You have to find the level on the collar that will change her behavior without wigging her out. I will give you an example. After a few weeks of running his first water blinds, Bally started to pop on that 10-15 feet in distance that is so common. The first time he did it, I just said back and cast. The second time it happened, he got a back-nick-back with a low 2. The third time it happened he got a back-nick-back with a medium 2. It hasn't happened again. If it does happen again it will be a high 2, then low 3, then medium 3, etc. That is if they are consistently repeating the issue in every training session. The pressure goes up until their behavior changes. If the dog is properly trained and understands the pressure and how to get out of it, you have to increase it until you find the amount that changes their behavior. Best of luck.


----------



## hollyk

Touching on what Annie said, I think I too long to recognize and address the water pop. As a result, I ended using more pressure than if I had taken care up it right away.She was quite committed to the pop. I think if I would have addressed it sooner I could have used less pressure.


----------



## K9-Design

Yes when Bally popped a few weeks into running water blinds I was like, oh crap -- do I correct him now and face some potential fall out or do I dig myself a REALLY big hole and wait??? I corrected him immediately, but at a low level, and then made the blinds easier so he could be more successful on his own. 

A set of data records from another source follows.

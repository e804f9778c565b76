mod cli;
mod render;
mod startup;

use std::process::ExitCode;
use std::time::Duration;

use anyhow::{Context, Result};
use clap::Parser;
use tokio::io::{AsyncBufReadExt, BufReader};
use tokio::sync::mpsc::UnboundedReceiver;
use weathervane_app::{
    user_message, RequestId, ViewEvent, ViewState, WeatherService, WeatherServiceMessage,
};
use weathervane_core::Config;

use crate::cli::Args;
use crate::startup::Lookup;

const LOCATION_TIMEOUT: Duration = Duration::from_secs(10);

#[tokio::main]
async fn main() -> Result<ExitCode> {
    let args = Args::parse();

    let mut config = match &args.config {
        Some(path) => Config::load_from(path),
        None => Config::load(),
    }?;
    if args.no_hourly {
        config.display.show_hourly = false;
    }
    if let Some(lang) = &args.lang {
        config.weather.lang = lang.clone();
    }

    weathervane_core::init(&config.logging.level)?;
    config.validated()?;

    let (service, mut rx) = WeatherService::from_config(&config)
        .map_err(|e| anyhow::anyhow!("{} ({})", e.user_message(), e))?;

    let startup = startup::plan(
        args.city.as_deref(),
        args.position(),
        &config.location,
        LOCATION_TIMEOUT,
    )
    .await;

    let mut state = ViewState::default();
    if let Some(e) = startup.location_error {
        state = state.apply(ViewEvent::LocationFailed {
            message: user_message(e).to_string(),
        });
    }
    let first = match startup.lookup {
        Some(Lookup::City(city)) => service.request_city(&city),
        Some(Lookup::Position(position)) => service.request_position(position),
        None => {
            print!("{}", render::render(&state, &config.display));
            anyhow::bail!("No city given and no location available");
        }
    };

    state = wait_for(&mut rx, state, first, &config).await;

    let code = if args.interactive {
        run_interactive(&service, &mut rx, state, &config).await?;
        ExitCode::SUCCESS
    } else if state.report.is_some() {
        ExitCode::SUCCESS
    } else {
        ExitCode::FAILURE
    };

    service.cancel();
    tracing::debug!("Weathervane exiting");
    Ok(code)
}

/// Apply service messages until `request` completes, then print the view.
async fn wait_for(
    rx: &mut UnboundedReceiver<WeatherServiceMessage>,
    mut state: ViewState,
    request: RequestId,
    config: &Config,
) -> ViewState {
    while let Some(message) = rx.recv().await {
        let event = ViewEvent::from(message);
        let finished = state.is_active(request) && state.completes(&event);
        state = state.apply(event);
        if finished {
            print!("{}", render::render(&state, &config.display));
            break;
        }
    }
    state
}

/// Each stdin line is a new city; results print as they land, newest wins.
async fn run_interactive(
    service: &WeatherService,
    rx: &mut UnboundedReceiver<WeatherServiceMessage>,
    mut state: ViewState,
    config: &Config,
) -> Result<()> {
    let mut lines = BufReader::new(tokio::io::stdin()).lines();
    eprintln!("Enter a city name (Ctrl-D to quit)");

    loop {
        tokio::select! {
            line = lines.next_line() => {
                match line.context("Failed to read stdin")? {
                    Some(city) if city.trim().is_empty() => continue,
                    Some(city) => {
                        service.request_city(&city);
                    }
                    None => break,
                }
            }
            Some(message) = rx.recv() => {
                let event = ViewEvent::from(message);
                let completes = state.completes(&event);
                state = state.apply(event);
                if completes {
                    println!();
                    print!("{}", render::render(&state, &config.display));
                }
            }
            _ = tokio::signal::ctrl_c() => {
                tracing::debug!("Interrupted");
                break;
            }
        }
    }

    Ok(())
}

I will say --- when I trained Fisher for senior, I did no FTP of any sort. He developed a pop about 10 yards off the shore. Since I had no tools to fix it, I would just do nothing, he would just turn around and keep swimming and we could handle the blind as normal. On my first Senior pass an acquaintance was watching, she marched up to me and said you gotta fix that and fix it fast. I went home, did FTP on land, which took Fisher all of two times to figure out, then I corrected him when he popped on the water. It took about two times to figure that out too, and I never had any more issues with it. Pops are self rewarding even if they are ignored. The dog wants information, and ignoring them they perceive as "it's OK, you're OK, just keep going." It's positive reinforcement from the dog, even though you think you're being neutral. Unfortunately pops get more and more ingrained the longer they are allowed to continue. Yes you might face some fallout when you do start correcting them every time, but then again consider that a "proof" and that your dog needed that clarification and proofing....she'll come back stronger afterward.


----------



## Vhuynh2

Thanks for all the advice and insight. I was going to say in my first post, but didn't want to in case there are some anti e-collar people reading this, that I know I probably need to up the pressure on the collar. That nick she gets when she pops gets her going again, but it isn't enough to make her think that maybe next time the pop isn't worth the nick. That, and along with bad timing, is not helping us.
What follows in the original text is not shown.